# Work instructions
Sort through the material below and copy each line with "query".
(Material provided Opens)
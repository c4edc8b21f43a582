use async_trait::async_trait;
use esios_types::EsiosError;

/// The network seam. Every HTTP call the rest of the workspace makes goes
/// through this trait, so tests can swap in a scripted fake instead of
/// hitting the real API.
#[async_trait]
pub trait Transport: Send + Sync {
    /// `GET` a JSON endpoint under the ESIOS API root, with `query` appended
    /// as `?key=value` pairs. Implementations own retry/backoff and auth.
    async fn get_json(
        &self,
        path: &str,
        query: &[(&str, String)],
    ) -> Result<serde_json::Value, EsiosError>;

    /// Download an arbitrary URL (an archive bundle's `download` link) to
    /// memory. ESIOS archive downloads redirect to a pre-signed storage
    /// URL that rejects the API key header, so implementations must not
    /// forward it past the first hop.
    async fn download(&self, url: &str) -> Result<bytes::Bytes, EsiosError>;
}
(Material provided Closes)
# Answer for this exercise
    /// `GET` a JSON endpoint under the ESIOS API root, with `query` appended
        query: &[(&str, String)],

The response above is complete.